Figure 5. MOV10 inhibits exogenous L1 RNP expression in cells.

(A–C) Analysis of 293T cell lysates showing that MOV10 expression has no discernable effect on total protein production as determined by (A) Coomassie blue staining, or (B) Western blot detection of constitutively expressed proteins. (C) However, MOV10 attenuates expression of ORF1p from pc-L1-1FH. Note, α-ORF1 AH40.1 only faintly detects endogenous ORF1 protein in this blot exposure. (D–G) Analysis of immunoprecipitate samples following IP of pc-L1-1FH. Levels of (D) ORF1p, (E) ORF2p, (F) ORF2p RT activity, and (G) L1 RNA are strongly diminished in the presence of MOV10. α-ORF2-N occasionally detects a slightly smaller than expected band in untransfected cells (labeled NS in (E)).
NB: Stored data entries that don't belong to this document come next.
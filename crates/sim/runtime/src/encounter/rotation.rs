use sim_content::RotationStep;
use sim_core::{ActionId, DotKey, StatsOracle, UnitId};

use super::Encounter;

/// Priority list of spells. The first step whose conditions hold is cast.
#[derive(Clone, Debug, Default)]
pub struct Rotation {
    steps: Vec<RotationStep>,
}

impl Rotation {
    pub fn new(steps: Vec<RotationStep>) -> Self {
        Self { steps }
    }

    pub fn steps(&self) -> &[RotationStep] {
        &self.steps
    }

    /// Picks the spell `caster` should cast on `target` right now.
    pub fn next(&self, encounter: &Encounter, caster: UnitId, target: UnitId) -> Option<ActionId> {
        let engine = encounter.engine();
        let unit = engine.unit(caster)?;
        let stats = encounter.oracles().stats().attacker(caster)?;
        let points = unit.pools.combo_points().current();

        self.steps.iter().find_map(|step| {
            let spell = engine.spells().get(step.action_id())?;
            if points < step.min_points || (step.requires_stealth && !unit.stealthed) {
                return None;
            }
            if let Some(dot) = step.keep_dot_up {
                let key = DotKey {
                    caster,
                    spell: ActionId(dot),
                    target,
                };
                if engine.dots().is_active(&key) {
                    return None;
                }
            }
            let affordable = spell.cost.as_ref().is_none_or(|cost| {
                unit.pools
                    .continuous(cost.kind)
                    .is_some_and(|pool| pool.can_afford(cost.amount(&stats)))
            });
            affordable.then_some(step.action_id())
        })
    }
}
It is not known if this band is non-specific or a truncated form of endogenous ORF2p. Lane names and numbers at the bottom refer to all panels A–G. (H) Analysis of 293T immunoprecipitate samples following α-FLAG IP of cotransfected pc-L1-1FH. Introducing mutations in helicase domains of MOV10 significantly abrogates its inhibition of ORF1p expression from pc-L1-1FH (compare also with panel D). (I) V5-MOV10 protein was expressed in 2102Ep cells, and endogenous ORF1 protein was detected in lysates with α-ORF1 AH40.1 antibody. Endogenous ORF1p levels decrease in the presence of MOV10 wild-type protein, but to lesser degree with MOV10 mutants (lower panel, lanes 4–6). ImageJ software (NIH) was used to quantitate band intensities, and their absolute readings are arrayed below the figure panels (H and I).